>>>>

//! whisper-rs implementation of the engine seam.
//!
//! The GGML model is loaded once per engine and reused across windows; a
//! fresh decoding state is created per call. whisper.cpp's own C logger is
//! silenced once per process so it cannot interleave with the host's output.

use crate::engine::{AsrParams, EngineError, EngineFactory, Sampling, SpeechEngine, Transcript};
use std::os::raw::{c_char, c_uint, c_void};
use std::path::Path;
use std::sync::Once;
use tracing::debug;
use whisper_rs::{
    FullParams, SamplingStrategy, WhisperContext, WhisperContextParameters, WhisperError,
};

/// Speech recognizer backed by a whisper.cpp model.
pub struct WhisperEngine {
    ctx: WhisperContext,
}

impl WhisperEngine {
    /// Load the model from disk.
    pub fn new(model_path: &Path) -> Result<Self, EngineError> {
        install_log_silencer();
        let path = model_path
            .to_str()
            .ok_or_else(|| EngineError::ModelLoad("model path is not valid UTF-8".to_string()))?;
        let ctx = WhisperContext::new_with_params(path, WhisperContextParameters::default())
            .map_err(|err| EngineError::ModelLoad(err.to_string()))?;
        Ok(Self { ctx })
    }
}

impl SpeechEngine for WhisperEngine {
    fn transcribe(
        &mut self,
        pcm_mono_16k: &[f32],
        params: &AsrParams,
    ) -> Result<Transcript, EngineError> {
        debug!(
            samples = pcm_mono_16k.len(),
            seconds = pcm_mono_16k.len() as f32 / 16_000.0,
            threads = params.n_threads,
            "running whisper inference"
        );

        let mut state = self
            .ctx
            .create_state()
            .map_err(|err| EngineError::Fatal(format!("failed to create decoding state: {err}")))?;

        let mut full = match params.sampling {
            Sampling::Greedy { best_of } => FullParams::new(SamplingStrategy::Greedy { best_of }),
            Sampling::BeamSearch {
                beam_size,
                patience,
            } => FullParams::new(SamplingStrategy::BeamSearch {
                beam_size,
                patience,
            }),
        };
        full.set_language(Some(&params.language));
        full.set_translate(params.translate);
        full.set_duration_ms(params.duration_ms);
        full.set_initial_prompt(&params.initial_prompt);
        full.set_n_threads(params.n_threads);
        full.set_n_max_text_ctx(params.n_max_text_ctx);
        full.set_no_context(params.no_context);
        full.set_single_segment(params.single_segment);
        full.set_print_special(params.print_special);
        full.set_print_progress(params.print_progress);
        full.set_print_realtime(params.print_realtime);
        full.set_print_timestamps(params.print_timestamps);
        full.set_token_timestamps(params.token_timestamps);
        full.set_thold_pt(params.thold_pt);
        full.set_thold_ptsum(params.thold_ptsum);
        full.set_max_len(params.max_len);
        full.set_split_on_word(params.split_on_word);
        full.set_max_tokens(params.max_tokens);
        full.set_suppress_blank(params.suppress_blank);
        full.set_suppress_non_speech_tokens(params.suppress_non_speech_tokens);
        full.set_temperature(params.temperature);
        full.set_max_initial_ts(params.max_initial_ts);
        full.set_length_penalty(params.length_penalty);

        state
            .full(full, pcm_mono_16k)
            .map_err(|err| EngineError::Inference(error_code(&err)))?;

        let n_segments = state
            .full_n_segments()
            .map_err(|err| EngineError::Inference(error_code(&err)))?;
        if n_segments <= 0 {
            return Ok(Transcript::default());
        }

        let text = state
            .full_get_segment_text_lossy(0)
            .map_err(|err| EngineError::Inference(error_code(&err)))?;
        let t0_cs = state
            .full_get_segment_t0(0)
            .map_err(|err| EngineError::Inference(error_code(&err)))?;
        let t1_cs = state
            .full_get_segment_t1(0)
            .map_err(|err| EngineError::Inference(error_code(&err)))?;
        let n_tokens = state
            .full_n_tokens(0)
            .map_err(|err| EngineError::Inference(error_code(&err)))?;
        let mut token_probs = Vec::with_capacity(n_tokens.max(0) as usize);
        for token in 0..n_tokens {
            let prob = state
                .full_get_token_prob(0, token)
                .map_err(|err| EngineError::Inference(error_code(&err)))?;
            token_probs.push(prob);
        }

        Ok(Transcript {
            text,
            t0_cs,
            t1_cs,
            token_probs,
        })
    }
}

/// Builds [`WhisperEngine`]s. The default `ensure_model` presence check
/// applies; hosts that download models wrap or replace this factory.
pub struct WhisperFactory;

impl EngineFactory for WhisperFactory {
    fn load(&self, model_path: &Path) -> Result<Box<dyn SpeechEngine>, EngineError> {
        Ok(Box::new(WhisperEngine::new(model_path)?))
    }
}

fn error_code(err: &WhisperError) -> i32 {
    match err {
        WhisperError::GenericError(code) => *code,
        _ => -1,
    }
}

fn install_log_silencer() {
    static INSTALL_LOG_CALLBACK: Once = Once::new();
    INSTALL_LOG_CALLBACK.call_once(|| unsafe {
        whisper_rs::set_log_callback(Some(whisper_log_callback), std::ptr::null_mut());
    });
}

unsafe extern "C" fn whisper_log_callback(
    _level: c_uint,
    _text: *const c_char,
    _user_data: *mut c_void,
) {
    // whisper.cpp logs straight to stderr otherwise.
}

<<<<

**ASSIGNMENT:** This exercise calls for the entries to be restated exactly.

**PROBLEM SOLUTION:**
//! whisper-rs implementation of the engine seam.
//!
//! The GGML model is loaded once per engine and reused across windows; a
//! fresh decoding state is created per call. whisper.cpp's own C logger is
//! silenced once per process so it cannot interleave with the host's output.

use crate::engine::{AsrParams, EngineError, EngineFactory, Sampling, SpeechEngine, Transcript};
use std::os::raw::{c_char, c_uint, c_void};
use std::path::Path;
use std::sync::Once;
use tracing::debug;
use whisper_rs::{
    FullParams, SamplingStrategy, WhisperContext, WhisperContextParameters, WhisperError,
};

/// Speech recognizer backed by a whisper.cpp model.
pub struct WhisperEngine {
    ctx: WhisperContext,
}

impl WhisperEngine {
    /// Load the model from disk.
    pub fn new(model_path: &Path) -> Result<Self, EngineError> {
        install_log_silencer();
        let path = model_path
            .to_str()
            .ok_or_else(|| EngineError::ModelLoad("model path is not valid UTF-8".to_string()))?;
        let ctx = WhisperContext::new_with_params(path, WhisperContextParameters::default())
            .map_err(|err| EngineError::ModelLoad(err.to_string()))?;
        Ok(Self { ctx })
    }
}

impl SpeechEngine for WhisperEngine {
    fn transcribe(
        &mut self,
        pcm_mono_16k: &[f32],
        params: &AsrParams,
    ) -> Result<Transcript, EngineError> {
        debug!(
            samples = pcm_mono_16k.len(),
            seconds = pcm_mono_16k.len() as f32 / 16_000.0,
            threads = params.n_threads,
            "running whisper inference"
        );

        let mut state = self
            .ctx
            .create_state()
            .map_err(|err| EngineError::Fatal(format!("failed to create decoding state: {err}")))?;

        let mut full = match params.sampling {
            Sampling::Greedy { best_of } => FullParams::new(SamplingStrategy::Greedy { best_of }),
            Sampling::BeamSearch {
                beam_size,
                patience,
            } => FullParams::new(SamplingStrategy::BeamSearch {
                beam_size,
                patience,
            }),
        };
        full.set_language(Some(&params.language));
        full.set_translate(params.translate);
        full.set_duration_ms(params.duration_ms);
        full.set_initial_prompt(&params.initial_prompt);
        full.set_n_threads(params.n_threads);
        full.set_n_max_text_ctx(params.n_max_text_ctx);
        full.set_no_context(params.no_context);
        full.set_single_segment(params.single_segment);
        full.set_print_special(params.print_special);
        full.set_print_progress(params.print_progress);
        full.set_print_realtime(params.print_realtime);
        full.set_print_timestamps(params.print_timestamps);
        full.set_token_timestamps(params.token_timestamps);
        full.set_thold_pt(params.thold_pt);
        full.set_thold_ptsum(params.thold_ptsum);
        full.set_max_len(params.max_len);
        full.set_split_on_word(params.split_on_word);
        full.set_max_tokens(params.max_tokens);
        full.set_suppress_blank(params.suppress_blank);
        full.set_suppress_non_speech_tokens(params.suppress_non_speech_tokens);
        full.set_temperature(params.temperature);
        full.set_max_initial_ts(params.max_initial_ts);
        full.set_length_penalty(params.length_penalty);

        state
            .full(full, pcm_mono_16k)
            .map_err(|err| EngineError::Inference(error_code(&err)))?;

        let n_segments = state
            .full_n_segments()
            .map_err(|err| EngineError::Inference(error_code(&err)))?;
        if n_segments <= 0 {
            return Ok(Transcript::default());
        }

        let text = state
            .full_get_segment_text_lossy(0)
            .map_err(|err| EngineError::Inference(error_code(&err)))?;
        let t0_cs = state
            .full_get_segment_t0(0)
            .map_err(|err| EngineError::Inference(error_code(&err)))?;
        let t1_cs = state
            .full_get_segment_t1(0)
            .map_err(|err| EngineError::Inference(error_code(&err)))?;
        let n_tokens = state
            .full_n_tokens(0)
            .map_err(|err| EngineError::Inference(error_code(&err)))?;
        let mut token_probs = Vec::with_capacity(n_tokens.max(0) as usize);
        for token in 0..n_tokens {
            let prob = state
                .full_get_token_prob(0, token)
                .map_err(|err| EngineError::Inference(error_code(&err)))?;
            token_probs.push(prob);
        }

        Ok(Transcript {
            text,
            t0_cs,
            t1_cs,
            token_probs,
        })
    }
}

/// Builds [`WhisperEngine`]s. The default `ensure_model` presence check
/// applies; hosts that download models wrap or replace this factory.
pub struct WhisperFactory;

impl EngineFactory for WhisperFactory {
    fn load(&self, model_path: &Path) -> Result<Box<dyn SpeechEngine>, EngineError> {
        Ok(Box::new(WhisperEngine::new(model_path)?))
    }
}

fn error_code(err: &WhisperError) -> i32 {
    match err {
        WhisperError::GenericError(code) => *code,
        _ => -1,
    }
}

fn install_log_silencer() {
    static INSTALL_LOG_CALLBACK: Once = Once::new();
    INSTALL_LOG_CALLBACK.call_once(|| unsafe {
        whisper_rs::set_log_callback(Some(whisper_log_callback), std::ptr::null_mut());
    });
}

unsafe extern "C" fn whisper_log_callback(
    _level: c_uint,
    _text: *const c_char,
    _user_data: *mut c_void,
) {
    // whisper.cpp logs straight to stderr otherwise.
}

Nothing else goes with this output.